From the entries below, please output exactly the lines starting at the one containing "let store = SqliteHistoryStore::connect(url)" and ending at the one containing "not set, weather", both included.
Segment Start: Provided material
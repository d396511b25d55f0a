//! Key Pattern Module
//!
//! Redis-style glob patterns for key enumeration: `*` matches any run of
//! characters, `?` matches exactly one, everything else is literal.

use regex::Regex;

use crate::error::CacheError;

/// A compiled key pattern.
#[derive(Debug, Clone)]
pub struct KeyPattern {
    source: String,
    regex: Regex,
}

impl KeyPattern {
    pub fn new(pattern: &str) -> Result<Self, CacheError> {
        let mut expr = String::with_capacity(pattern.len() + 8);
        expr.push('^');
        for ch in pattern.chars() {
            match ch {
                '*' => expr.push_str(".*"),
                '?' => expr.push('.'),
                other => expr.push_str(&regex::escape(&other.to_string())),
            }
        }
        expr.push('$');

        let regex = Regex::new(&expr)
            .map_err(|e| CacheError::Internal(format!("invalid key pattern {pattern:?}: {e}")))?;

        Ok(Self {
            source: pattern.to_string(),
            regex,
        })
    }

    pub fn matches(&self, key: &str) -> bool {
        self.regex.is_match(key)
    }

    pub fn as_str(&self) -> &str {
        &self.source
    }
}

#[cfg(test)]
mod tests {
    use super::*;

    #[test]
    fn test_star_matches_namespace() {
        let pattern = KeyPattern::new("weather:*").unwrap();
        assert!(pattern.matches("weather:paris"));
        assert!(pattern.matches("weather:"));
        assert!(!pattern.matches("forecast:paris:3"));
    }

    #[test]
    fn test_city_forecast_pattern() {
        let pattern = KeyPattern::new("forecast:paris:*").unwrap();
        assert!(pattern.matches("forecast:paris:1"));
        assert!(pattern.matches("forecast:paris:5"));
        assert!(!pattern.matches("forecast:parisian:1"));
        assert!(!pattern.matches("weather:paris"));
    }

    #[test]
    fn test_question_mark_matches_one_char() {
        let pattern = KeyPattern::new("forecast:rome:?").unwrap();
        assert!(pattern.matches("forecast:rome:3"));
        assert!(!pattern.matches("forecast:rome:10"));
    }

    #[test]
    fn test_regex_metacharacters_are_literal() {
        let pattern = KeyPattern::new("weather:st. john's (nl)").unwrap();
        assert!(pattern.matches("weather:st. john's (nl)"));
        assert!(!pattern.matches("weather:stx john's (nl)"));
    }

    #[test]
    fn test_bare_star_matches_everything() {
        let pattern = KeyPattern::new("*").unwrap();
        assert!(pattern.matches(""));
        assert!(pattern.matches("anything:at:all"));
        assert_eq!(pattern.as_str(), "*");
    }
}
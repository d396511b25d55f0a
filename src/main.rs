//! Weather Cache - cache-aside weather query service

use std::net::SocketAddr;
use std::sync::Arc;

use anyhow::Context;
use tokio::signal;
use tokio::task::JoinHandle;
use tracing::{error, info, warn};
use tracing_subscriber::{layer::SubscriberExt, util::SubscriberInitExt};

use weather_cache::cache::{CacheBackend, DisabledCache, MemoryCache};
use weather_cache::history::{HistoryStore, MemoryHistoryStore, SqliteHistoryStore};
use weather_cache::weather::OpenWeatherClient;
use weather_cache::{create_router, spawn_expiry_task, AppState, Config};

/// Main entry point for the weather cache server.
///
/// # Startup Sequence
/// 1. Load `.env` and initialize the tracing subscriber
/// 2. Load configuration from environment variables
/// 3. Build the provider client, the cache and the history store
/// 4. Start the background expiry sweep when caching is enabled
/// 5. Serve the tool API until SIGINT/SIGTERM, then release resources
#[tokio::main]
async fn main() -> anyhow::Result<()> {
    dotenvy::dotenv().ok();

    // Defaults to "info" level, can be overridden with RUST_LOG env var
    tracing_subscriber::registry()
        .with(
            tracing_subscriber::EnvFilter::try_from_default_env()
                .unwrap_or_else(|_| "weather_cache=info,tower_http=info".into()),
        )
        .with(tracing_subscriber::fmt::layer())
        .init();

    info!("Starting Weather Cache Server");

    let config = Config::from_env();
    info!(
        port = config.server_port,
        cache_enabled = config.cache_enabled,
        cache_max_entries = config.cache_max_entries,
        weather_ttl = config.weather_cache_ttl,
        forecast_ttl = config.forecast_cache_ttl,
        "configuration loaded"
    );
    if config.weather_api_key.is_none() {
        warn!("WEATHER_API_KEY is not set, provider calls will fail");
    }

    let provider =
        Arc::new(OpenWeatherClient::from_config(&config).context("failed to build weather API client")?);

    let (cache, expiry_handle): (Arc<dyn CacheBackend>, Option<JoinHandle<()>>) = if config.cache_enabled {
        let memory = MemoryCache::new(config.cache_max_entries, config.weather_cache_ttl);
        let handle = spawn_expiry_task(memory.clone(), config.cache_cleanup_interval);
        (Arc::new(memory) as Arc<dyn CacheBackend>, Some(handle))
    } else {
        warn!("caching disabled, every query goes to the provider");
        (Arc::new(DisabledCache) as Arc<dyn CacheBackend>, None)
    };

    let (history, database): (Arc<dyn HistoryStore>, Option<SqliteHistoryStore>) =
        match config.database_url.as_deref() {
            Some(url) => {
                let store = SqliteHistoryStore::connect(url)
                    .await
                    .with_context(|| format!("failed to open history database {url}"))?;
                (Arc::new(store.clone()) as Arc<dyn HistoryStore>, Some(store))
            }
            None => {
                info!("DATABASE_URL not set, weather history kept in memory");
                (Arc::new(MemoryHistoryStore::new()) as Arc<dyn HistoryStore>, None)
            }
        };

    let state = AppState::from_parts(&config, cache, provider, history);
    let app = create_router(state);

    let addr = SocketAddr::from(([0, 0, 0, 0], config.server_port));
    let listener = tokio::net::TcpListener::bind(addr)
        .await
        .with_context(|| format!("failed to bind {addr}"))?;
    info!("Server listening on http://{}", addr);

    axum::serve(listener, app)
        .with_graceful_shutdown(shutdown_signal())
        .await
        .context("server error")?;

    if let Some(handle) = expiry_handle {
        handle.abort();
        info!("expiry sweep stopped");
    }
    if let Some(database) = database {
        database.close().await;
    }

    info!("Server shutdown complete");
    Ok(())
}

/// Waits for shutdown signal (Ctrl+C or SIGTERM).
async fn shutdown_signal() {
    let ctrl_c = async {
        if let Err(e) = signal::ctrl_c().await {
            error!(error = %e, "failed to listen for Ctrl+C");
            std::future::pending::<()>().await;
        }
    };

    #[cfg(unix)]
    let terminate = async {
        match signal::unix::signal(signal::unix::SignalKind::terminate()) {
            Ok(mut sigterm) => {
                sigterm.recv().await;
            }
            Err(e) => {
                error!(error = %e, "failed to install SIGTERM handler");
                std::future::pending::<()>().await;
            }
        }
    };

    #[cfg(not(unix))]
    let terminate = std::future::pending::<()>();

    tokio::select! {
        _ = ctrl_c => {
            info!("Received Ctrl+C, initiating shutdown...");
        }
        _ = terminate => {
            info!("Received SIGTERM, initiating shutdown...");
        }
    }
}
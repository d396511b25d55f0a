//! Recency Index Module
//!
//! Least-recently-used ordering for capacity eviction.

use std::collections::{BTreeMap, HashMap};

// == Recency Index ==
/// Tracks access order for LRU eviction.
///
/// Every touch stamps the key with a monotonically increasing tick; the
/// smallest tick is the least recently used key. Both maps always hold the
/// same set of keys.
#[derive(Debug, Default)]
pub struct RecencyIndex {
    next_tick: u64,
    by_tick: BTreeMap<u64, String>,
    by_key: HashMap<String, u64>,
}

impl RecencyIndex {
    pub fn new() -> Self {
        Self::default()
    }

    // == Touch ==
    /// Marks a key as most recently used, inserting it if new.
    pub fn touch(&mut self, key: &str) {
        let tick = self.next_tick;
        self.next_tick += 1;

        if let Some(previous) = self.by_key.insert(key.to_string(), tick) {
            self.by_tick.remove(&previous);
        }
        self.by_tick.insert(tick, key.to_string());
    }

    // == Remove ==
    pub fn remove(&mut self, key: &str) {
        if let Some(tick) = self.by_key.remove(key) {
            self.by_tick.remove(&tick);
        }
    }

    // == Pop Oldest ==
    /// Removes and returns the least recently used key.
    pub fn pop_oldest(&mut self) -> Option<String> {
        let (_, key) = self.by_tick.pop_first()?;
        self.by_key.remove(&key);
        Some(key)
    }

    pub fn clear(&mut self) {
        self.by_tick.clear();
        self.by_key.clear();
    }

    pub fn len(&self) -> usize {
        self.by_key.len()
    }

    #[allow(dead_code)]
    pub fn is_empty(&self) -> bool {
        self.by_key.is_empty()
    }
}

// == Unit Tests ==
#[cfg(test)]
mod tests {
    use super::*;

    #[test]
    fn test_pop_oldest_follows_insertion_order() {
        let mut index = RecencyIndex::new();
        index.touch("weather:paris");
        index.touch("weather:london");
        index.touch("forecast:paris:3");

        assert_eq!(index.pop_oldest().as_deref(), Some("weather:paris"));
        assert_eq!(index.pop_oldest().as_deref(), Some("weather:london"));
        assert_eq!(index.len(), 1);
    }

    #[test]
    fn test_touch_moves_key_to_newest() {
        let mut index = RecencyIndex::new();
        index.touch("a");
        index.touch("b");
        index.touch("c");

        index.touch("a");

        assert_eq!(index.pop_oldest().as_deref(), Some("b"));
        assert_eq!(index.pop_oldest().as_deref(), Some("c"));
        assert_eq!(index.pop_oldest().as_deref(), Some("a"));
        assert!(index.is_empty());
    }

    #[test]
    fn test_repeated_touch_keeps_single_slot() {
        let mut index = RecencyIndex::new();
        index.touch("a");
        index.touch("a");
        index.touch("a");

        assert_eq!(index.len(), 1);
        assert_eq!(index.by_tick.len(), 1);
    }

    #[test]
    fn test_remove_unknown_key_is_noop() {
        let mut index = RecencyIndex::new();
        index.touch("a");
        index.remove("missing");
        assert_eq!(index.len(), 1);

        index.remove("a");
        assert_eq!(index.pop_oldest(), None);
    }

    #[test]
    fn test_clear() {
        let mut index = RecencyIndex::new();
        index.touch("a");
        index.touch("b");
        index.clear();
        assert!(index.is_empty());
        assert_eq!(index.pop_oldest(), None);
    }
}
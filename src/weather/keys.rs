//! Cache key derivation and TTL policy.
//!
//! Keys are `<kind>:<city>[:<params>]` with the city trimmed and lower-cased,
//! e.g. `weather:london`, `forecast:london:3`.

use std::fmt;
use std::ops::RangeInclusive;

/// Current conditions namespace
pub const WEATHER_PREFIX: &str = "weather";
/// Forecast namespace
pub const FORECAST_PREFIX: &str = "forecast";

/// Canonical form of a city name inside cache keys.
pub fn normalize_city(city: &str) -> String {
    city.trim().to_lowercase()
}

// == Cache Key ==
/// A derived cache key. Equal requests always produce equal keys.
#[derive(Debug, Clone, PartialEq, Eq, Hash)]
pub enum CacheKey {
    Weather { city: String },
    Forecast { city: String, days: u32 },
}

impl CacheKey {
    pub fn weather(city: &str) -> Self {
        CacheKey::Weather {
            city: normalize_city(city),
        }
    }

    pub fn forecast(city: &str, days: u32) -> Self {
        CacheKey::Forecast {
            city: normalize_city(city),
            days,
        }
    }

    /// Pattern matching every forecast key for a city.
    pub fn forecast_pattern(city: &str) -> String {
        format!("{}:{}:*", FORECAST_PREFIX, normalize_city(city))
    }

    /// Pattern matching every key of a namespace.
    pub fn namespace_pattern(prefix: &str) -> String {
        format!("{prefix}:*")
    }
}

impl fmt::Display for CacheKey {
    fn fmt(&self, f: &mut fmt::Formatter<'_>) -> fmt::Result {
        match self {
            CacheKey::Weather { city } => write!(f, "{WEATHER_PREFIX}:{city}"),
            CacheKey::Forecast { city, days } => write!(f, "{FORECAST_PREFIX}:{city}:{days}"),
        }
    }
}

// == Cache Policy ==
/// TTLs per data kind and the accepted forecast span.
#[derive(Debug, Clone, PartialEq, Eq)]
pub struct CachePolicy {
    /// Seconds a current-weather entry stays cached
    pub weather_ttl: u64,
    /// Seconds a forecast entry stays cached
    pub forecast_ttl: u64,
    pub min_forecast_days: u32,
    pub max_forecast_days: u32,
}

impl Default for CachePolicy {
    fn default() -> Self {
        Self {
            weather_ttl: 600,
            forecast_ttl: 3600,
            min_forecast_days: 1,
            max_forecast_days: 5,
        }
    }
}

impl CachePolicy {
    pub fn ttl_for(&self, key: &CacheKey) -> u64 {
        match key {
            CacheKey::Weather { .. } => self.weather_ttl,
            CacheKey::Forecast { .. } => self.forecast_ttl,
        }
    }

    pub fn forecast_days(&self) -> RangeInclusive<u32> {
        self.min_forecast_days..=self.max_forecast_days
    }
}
Segment End: Provided material
**Exercise answer**
                let store = SqliteHistoryStore::connect(url)
                    .await
                    .with_context(|| format!("failed to open history database {url}"))?;
                (Arc::new(store.clone()) as Arc<dyn HistoryStore>, Some(store))
            }
            None => {
                info!("DATABASE_URL not set, weather history kept in memory");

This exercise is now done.